Exercise aim: Every entry that follows should be output again, word for word.

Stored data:
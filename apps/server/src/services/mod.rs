//! Business logic services

pub mod quiz;
pub mod session;
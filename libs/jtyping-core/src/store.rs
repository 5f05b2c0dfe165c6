//! Query surface the quiz engine needs from a lexicon store.

use crate::types::{FrequencyEntry, KanjiEntry, VocabularyEntry};
use std::collections::BTreeMap;
use std::convert::Infallible;

/// Read access to the three record collections.
///
/// Offset queries must use a fixed ordering so the same offset always yields
/// the same record. Random sampling assumes offset access is cheap (O(1) or
/// O(log N)); stores that scan are still correct, only slower.
pub trait LexiconStore {
    type Error: std::error::Error + Send + Sync + 'static;

    /// Number of kanji with a grade at or below `grade_max`.
    fn count_kanji(&self, grade_max: u8) -> Result<usize, Self::Error>;

    /// Kanji at `offset` among those with a grade at or below `grade_max`.
    fn kanji_at(&self, grade_max: u8, offset: usize) -> Result<Option<KanjiEntry>, Self::Error>;

    /// Number of frequency entries scoring at least `min_zipf`.
    fn count_frequencies(&self, min_zipf: f64) -> Result<usize, Self::Error>;

    fn frequency_at(
        &self,
        min_zipf: f64,
        offset: usize,
    ) -> Result<Option<FrequencyEntry>, Self::Error>;

    /// Vocabulary entries whose common kanji spellings include `spelling`.
    fn vocabulary_by_spelling(&self, spelling: &str) -> Result<Vec<VocabularyEntry>, Self::Error>;

    fn count_vocabulary(&self) -> Result<usize, Self::Error>;

    fn vocabulary_at(&self, offset: usize) -> Result<Option<VocabularyEntry>, Self::Error>;
}

/// In-memory store ordered by key (literal, id).
#[derive(Debug, Clone, Default)]
pub struct MemoryLexicon {
    kanji: BTreeMap<String, KanjiEntry>,
    vocabulary: BTreeMap<String, VocabularyEntry>,
    frequencies: BTreeMap<String, FrequencyEntry>,
}

impl MemoryLexicon {
    pub fn new() -> Self {
        Self::default()
    }

    pub fn insert_kanji(&mut self, entry: KanjiEntry) {
        self.kanji.insert(entry.literal.clone(), entry);
    }

    pub fn insert_vocabulary(&mut self, entry: VocabularyEntry) {
        self.vocabulary.insert(entry.id.clone(), entry);
    }

    pub fn insert_frequency(&mut self, entry: FrequencyEntry) {
        self.frequencies.insert(entry.id.clone(), entry);
    }

    fn kanji_matching(&self, grade_max: u8) -> impl Iterator<Item = &KanjiEntry> {
        self.kanji
            .values()
            .filter(move |k| k.grade.is_some_and(|g| g <= grade_max))
    }

    fn frequencies_matching(&self, min_zipf: f64) -> impl Iterator<Item = &FrequencyEntry> {
        self.frequencies.values().filter(move |f| f.zipf >= min_zipf)
    }
}

impl LexiconStore for MemoryLexicon {
    type Error = Infallible;

    fn count_kanji(&self, grade_max: u8) -> Result<usize, Self::Error> {
        Ok(self.kanji_matching(grade_max).count())
    }

    fn kanji_at(&self, grade_max: u8, offset: usize) -> Result<Option<KanjiEntry>, Self::Error> {
        Ok(self.kanji_matching(grade_max).nth(offset).cloned())
    }

    fn count_frequencies(&self, min_zipf: f64) -> Result<usize, Self::Error> {
        Ok(self.frequencies_matching(min_zipf).count())
    }

    fn frequency_at(
        &self,
        min_zipf: f64,
        offset: usize,
    ) -> Result<Option<FrequencyEntry>, Self::Error> {
        Ok(self.frequencies_matching(min_zipf).nth(offset).cloned())
    }

    fn vocabulary_by_spelling(&self, spelling: &str) -> Result<Vec<VocabularyEntry>, Self::Error> {
        Ok(self
            .vocabulary
            .values()
            .filter(|v| v.kanji.iter().any(|k| k.common && k.text == spelling))
            .cloned()
            .collect())
    }

    fn count_vocabulary(&self) -> Result<usize, Self::Error> {
        Ok(self.vocabulary.len())
    }

    fn vocabulary_at(&self, offset: usize) -> Result<Option<VocabularyEntry>, Self::Error> {
        Ok(self.vocabulary.values().nth(offset).cloned())
    }
}
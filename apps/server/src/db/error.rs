//! Database error types.

use jtyping_core::QuizError;
use thiserror::Error;

#[derive(Debug, Error)]
pub enum DbError {
    #[error("sqlite error: {0}")]
    Sqlite(#[from] rusqlite::Error),

    #[error("corrupt record body: {0}")]
    Body(#[from] serde_json::Error),

    #[error("dataset file: {0}")]
    Io(#[from] std::io::Error),

    #[error(transparent)]
    Quiz(#[from] QuizError),
}
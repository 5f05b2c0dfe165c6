//! Quiz engine for Japanese kanji and vocabulary drills.
//!
//! Provides:
//! - Answer normalization and matching against readings and meanings
//! - Item selection strategies over a lexicon store (uniform and
//!   frequency-weighted)
//! - Summary building for post-answer display
//! - Round state transitions with last-request-wins loading
//! - Dataset readers and record schema migrations
//! - Shared types (KanjiEntry, VocabularyEntry, QuizSubject, Verdict, etc.)

pub mod answer;
pub mod dataset;
pub mod error;
pub mod filter;
pub mod matching;
pub mod migration;
pub mod prompt;
pub mod round;
pub mod selector;
pub mod store;
pub mod summary;
pub mod types;

pub use answer::prepare_answers;
pub use error::{QuizError, Result};
pub use filter::{FilterOverrides, QuizFilter};
pub use matching::{match_answers, AnswerOutcome, MatchResult};
pub use prompt::{DisplayClass, Prompt};
pub use round::{advance, QuizRoundState, RoundEvent, RoundPhase};
pub use selector::{CustomStrategy, DefaultStrategy, ItemSelector};
pub use store::{LexiconStore, MemoryLexicon};
pub use summary::{build_summary, debug_dump, Summary};
pub use types::{
    AppliesTo, FrequencyEntry, KanjiEntry, QuizSubject, QuizType, Reading, ReadingType,
    SubjectKind, Verdict, VocabularyEntry,
};
//! Common test utilities and fixtures for integration tests.
//!
//! Every test gets its own in-memory SQLite store seeded from
//! [`fixtures`], so no external services are needed.

#![allow(dead_code)]

pub mod fixtures;

use std::sync::Arc;

use axum::Router;
use jtyping_core::{DefaultStrategy, ItemSelector, QuizFilter};
use rand::rngs::StdRng;
use rand::SeedableRng;

use jtyping_server::db::SqliteLexicon;
use jtyping_server::{build_router, AppState};

/// Test context holding the application state and router.
pub struct TestContext {
    pub state: AppState,
    app: Router,
}

impl TestContext {
    /// Context with the default selection strategy and a fixed RNG seed.
    pub fn new() -> Self {
        Self::with_selector(Arc::new(DefaultStrategy))
    }

    pub fn with_selector(selector: Arc<dyn ItemSelector<SqliteLexicon>>) -> Self {
        let mut lexicon = SqliteLexicon::open_in_memory().expect("Failed to open test store");
        fixtures::seed(&mut lexicon);

        let state = AppState::new(
            lexicon,
            selector,
            StdRng::seed_from_u64(7),
            QuizFilter::default(),
            chrono::Duration::seconds(3600),
        );
        let app = build_router(state.clone());

        Self { state, app }
    }

    /// Get the router for use with axum-test.
    pub fn router(&self) -> Router {
        self.app.clone()
    }
}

Your response:
filename apps/server/src/services/mod.rs
//! Business logic services

pub mod quiz;
pub mod session;
filename libs/jtyping-core/src/store.rs
repository 5f05b2c0dfe165c6
//! Query surface the quiz engine needs from a lexicon store.

use crate::types::{FrequencyEntry, KanjiEntry, VocabularyEntry};
use std::collections::BTreeMap;
use std::convert::Infallible;

/// Read access to the three record collections.
///
/// Offset queries must use a fixed ordering so the same offset always yields
/// the same record. Random sampling assumes offset access is cheap (O(1) or
/// O(log N)); stores that scan are still correct, only slower.
pub trait LexiconStore {
    type Error: std::error::Error + Send + Sync + 'static;

    /// Number of kanji with a grade at or below `grade_max`.
    fn count_kanji(&self, grade_max: u8) -> Result<usize, Self::Error>;

    /// Kanji at `offset` among those with a grade at or below `grade_max`.
    fn kanji_at(&self, grade_max: u8, offset: usize) -> Result<Option<KanjiEntry>, Self::Error>;

    /// Number of frequency entries scoring at least `min_zipf`.
    fn count_frequencies(&self, min_zipf: f64) -> Result<usize, Self::Error>;

    fn frequency_at(
        &self,
        min_zipf: f64,
        offset: usize,
    ) -> Result<Option<FrequencyEntry>, Self::Error>;

    /// Vocabulary entries whose common kanji spellings include `spelling`.
    fn vocabulary_by_spelling(&self, spelling: &str) -> Result<Vec<VocabularyEntry>, Self::Error>;

    fn count_vocabulary(&self) -> Result<usize, Self::Error>;

    fn vocabulary_at(&self, offset: usize) -> Result<Option<VocabularyEntry>, Self::Error>;
}

/// In-memory store ordered by key (literal, id).
#[derive(Debug, Clone, Default)]
pub struct MemoryLexicon {
    kanji: BTreeMap<String, KanjiEntry>,
    vocabulary: BTreeMap<String, VocabularyEntry>,
    frequencies: BTreeMap<String, FrequencyEntry>,
}

impl MemoryLexicon {
    pub fn new() -> Self {
        Self::default()
    }

    pub fn insert_kanji(&mut self, entry: KanjiEntry) {
        self.kanji.insert(entry.literal.clone(), entry);
    }

    pub fn insert_vocabulary(&mut self, entry: VocabularyEntry) {
        self.vocabulary.insert(entry.id.clone(), entry);
    }

    pub fn insert_frequency(&mut self, entry: FrequencyEntry) {
        self.frequencies.insert(entry.id.clone(), entry);
    }

    fn kanji_matching(&self, grade_max: u8) -> impl Iterator<Item = &KanjiEntry> {
        self.kanji
            .values()
            .filter(move |k| k.grade.is_some_and(|g| g <= grade_max))
    }

    fn frequencies_matching(&self, min_zipf: f64) -> impl Iterator<Item = &FrequencyEntry> {
        self.frequencies.values().filter(move |f| f.zipf >= min_zipf)
    }
}

impl LexiconStore for MemoryLexicon {
    type Error = Infallible;

    fn count_kanji(&self, grade_max: u8) -> Result<usize, Self::Error> {
        Ok(self.kanji_matching(grade_max).count())
    }

    fn kanji_at(&self, grade_max: u8, offset: usize) -> Result<Option<KanjiEntry>, Self::Error> {
        Ok(self.kanji_matching(grade_max).nth(offset).cloned())
    }

    fn count_frequencies(&self, min_zipf: f64) -> Result<usize, Self::Error> {
        Ok(self.frequencies_matching(min_zipf).count())
    }

    fn frequency_at(
        &self,
        min_zipf: f64,
        offset: usize,
    ) -> Result<Option<FrequencyEntry>, Self::Error> {
        Ok(self.frequencies_matching(min_zipf).nth(offset).cloned())
    }

    fn vocabulary_by_spelling(&self, spelling: &str) -> Result<Vec<VocabularyEntry>, Self::Error> {
        Ok(self
            .vocabulary
            .values()
            .filter(|v| v.kanji.iter().any(|k| k.common && k.text == spelling))
            .cloned()
            .collect())
    }

    fn count_vocabulary(&self) -> Result<usize, Self::Error> {
        Ok(self.vocabulary.len())
    }

    fn vocabulary_at(&self, offset: usize) -> Result<Option<VocabularyEntry>, Self::Error> {
        Ok(self.vocabulary.values().nth(offset).cloned())
    }
}
filename apps/server/src/db/error.rs
//! Database error types.

use jtyping_core::QuizError;
use thiserror::Error;

#[derive(Debug, Error)]
pub enum DbError {
    #[error("sqlite error: {0}")]
    Sqlite(#[from] rusqlite::Error),

    #[error("corrupt record body: {0}")]
    Body(#[from] serde_json::Error),

    #[error("dataset file: {0}")]
    Io(#[from] std::io::Error),

    #[error(transparent)]
    Quiz(#[from] QuizError),
}
repository 5f05b2c0dfe165c6
//! Quiz engine for Japanese kanji and vocabulary drills.
//!
//! Provides:
//! - Answer normalization and matching against readings and meanings
//! - Item selection strategies over a lexicon store (uniform and
//!   frequency-weighted)
//! - Summary building for post-answer display
//! - Round state transitions with last-request-wins loading
//! - Dataset readers and record schema migrations
//! - Shared types (KanjiEntry, VocabularyEntry, QuizSubject, Verdict, etc.)

pub mod answer;
pub mod dataset;
pub mod error;
pub mod filter;
pub mod matching;
pub mod migration;
pub mod prompt;
pub mod round;
pub mod selector;
pub mod store;
pub mod summary;
pub mod types;

pub use answer::prepare_answers;
pub use error::{QuizError, Result};
pub use filter::{FilterOverrides, QuizFilter};
pub use matching::{match_answers, AnswerOutcome, MatchResult};
pub use prompt::{DisplayClass, Prompt};
pub use round::{advance, QuizRoundState, RoundEvent, RoundPhase};
pub use selector::{CustomStrategy, DefaultStrategy, ItemSelector};
pub use store::{LexiconStore, MemoryLexicon};
pub use summary::{build_summary, debug_dump, Summary};
pub use types::{
    AppliesTo, FrequencyEntry, KanjiEntry, QuizSubject, QuizType, Reading, ReadingType,
    SubjectKind, Verdict, VocabularyEntry,
};
//! Common test utilities and fixtures for integration tests.
//!
//! Every test gets its own in-memory SQLite store seeded from
//! [`fixtures`], so no external services are needed.

#![allow(dead_code)]

pub mod fixtures;

use std::sync::Arc;

use axum::Router;
use jtyping_core::{DefaultStrategy, ItemSelector, QuizFilter};
use rand::rngs::StdRng;
use rand::SeedableRng;

use jtyping_server::db::SqliteLexicon;
use jtyping_server::{build_router, AppState};

/// Test context holding the application state and router.
pub struct TestContext {
    pub state: AppState,
    app: Router,
}

impl TestContext {
    /// Context with the default selection strategy and a fixed RNG seed.
    pub fn new() -> Self {
        Self::with_selector(Arc::new(DefaultStrategy))
    }

    pub fn with_selector(selector: Arc<dyn ItemSelector<SqliteLexicon>>) -> Self {
        let mut lexicon = SqliteLexicon::open_in_memory().expect("Failed to open test store");
        fixtures::seed(&mut lexicon);

        let state = AppState::new(
            lexicon,
            selector,
            StdRng::seed_from_u64(7),
            QuizFilter::default(),
            chrono::Duration::seconds(3600),
        );
        let app = build_router(state.clone());

        Self { state, app }
    }

    /// Get the router for use with axum-test.
    pub fn router(&self) -> Router {
        self.app.clone()
    }
}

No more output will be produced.